> [DIRECTIONS]: In the entries below, every line that contains "category" must be located and copied.

(Dataset entries)

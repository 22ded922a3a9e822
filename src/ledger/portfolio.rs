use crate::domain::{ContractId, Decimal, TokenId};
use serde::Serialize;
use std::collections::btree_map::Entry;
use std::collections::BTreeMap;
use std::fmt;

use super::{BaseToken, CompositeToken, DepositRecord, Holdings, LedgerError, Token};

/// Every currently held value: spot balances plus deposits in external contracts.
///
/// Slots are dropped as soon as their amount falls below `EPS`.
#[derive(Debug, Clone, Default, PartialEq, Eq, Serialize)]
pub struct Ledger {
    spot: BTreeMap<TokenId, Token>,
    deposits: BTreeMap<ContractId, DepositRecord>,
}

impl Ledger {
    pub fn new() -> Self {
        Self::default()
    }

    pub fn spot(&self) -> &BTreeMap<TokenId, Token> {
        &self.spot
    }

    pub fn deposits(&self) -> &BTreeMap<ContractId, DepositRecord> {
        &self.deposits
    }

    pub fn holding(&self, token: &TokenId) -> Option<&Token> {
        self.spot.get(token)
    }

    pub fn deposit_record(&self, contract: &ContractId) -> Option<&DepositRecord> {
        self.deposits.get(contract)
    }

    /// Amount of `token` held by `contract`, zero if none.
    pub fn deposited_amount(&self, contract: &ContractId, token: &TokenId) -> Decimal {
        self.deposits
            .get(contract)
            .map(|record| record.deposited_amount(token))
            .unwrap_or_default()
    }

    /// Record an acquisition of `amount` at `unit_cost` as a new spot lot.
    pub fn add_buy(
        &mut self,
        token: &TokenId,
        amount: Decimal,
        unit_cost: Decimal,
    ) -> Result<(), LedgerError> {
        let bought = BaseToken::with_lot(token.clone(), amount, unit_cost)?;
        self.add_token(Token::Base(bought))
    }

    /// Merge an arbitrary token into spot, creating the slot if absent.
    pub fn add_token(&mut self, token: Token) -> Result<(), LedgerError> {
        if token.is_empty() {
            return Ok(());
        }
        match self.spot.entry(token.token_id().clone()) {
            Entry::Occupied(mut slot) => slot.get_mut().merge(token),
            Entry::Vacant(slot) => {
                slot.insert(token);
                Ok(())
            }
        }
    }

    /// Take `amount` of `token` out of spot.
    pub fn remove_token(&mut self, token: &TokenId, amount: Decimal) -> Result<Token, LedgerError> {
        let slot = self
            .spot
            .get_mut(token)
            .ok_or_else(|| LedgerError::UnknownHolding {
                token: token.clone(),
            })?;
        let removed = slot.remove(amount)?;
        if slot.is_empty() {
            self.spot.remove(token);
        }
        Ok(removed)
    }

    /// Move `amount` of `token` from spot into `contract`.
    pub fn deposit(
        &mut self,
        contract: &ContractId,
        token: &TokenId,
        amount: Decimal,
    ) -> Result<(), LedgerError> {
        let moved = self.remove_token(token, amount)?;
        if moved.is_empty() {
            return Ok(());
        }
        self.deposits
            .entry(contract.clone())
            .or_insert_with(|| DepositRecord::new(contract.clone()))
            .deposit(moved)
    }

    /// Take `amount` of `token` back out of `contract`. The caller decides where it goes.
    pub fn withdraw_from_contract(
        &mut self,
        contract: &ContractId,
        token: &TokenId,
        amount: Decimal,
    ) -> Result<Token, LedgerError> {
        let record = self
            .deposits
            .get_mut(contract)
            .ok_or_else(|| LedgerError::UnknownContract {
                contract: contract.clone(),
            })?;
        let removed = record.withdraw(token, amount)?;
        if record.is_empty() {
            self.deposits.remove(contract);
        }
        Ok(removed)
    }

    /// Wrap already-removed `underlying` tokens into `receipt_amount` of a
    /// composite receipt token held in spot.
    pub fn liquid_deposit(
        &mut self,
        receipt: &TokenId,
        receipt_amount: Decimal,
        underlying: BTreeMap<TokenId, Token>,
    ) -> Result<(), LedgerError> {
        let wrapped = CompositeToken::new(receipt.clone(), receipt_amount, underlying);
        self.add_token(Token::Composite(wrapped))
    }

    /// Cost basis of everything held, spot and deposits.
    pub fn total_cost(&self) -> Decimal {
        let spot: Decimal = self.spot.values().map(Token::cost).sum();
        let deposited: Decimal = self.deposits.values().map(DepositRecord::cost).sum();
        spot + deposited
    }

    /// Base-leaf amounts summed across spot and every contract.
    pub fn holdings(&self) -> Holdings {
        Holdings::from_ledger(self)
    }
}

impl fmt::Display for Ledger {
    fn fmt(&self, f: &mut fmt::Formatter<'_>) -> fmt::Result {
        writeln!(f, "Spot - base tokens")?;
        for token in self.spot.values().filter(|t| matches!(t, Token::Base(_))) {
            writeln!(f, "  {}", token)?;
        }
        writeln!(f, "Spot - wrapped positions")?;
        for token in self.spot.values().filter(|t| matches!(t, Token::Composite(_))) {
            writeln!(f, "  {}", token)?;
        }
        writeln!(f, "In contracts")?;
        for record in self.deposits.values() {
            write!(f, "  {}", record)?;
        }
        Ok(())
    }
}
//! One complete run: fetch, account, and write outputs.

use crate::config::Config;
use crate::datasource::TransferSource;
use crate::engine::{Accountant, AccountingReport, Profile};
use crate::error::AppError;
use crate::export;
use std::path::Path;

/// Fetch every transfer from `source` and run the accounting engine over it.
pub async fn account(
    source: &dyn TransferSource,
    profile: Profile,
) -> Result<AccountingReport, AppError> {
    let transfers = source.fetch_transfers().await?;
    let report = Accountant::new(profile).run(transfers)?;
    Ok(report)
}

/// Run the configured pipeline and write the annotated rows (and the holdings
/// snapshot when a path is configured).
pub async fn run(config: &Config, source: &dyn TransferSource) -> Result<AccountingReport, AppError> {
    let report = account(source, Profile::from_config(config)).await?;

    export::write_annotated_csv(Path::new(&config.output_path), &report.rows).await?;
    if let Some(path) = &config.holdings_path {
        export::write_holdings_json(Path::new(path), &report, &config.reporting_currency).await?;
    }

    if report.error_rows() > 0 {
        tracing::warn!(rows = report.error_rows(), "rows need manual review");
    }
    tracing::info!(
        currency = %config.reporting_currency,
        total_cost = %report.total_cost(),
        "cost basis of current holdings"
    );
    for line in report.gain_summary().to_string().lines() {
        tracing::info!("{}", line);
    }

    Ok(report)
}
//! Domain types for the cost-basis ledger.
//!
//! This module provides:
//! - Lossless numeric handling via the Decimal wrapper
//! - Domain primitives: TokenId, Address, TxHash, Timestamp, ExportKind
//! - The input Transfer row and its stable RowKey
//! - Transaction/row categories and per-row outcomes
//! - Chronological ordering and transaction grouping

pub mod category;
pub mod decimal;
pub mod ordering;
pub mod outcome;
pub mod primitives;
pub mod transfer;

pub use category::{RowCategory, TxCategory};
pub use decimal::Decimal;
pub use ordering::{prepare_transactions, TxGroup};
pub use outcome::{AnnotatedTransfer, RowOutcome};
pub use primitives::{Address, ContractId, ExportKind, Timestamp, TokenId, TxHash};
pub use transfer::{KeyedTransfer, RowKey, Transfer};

> [WRITTEN REPLY]:
pub mod category;
pub use category::{RowCategory, TxCategory};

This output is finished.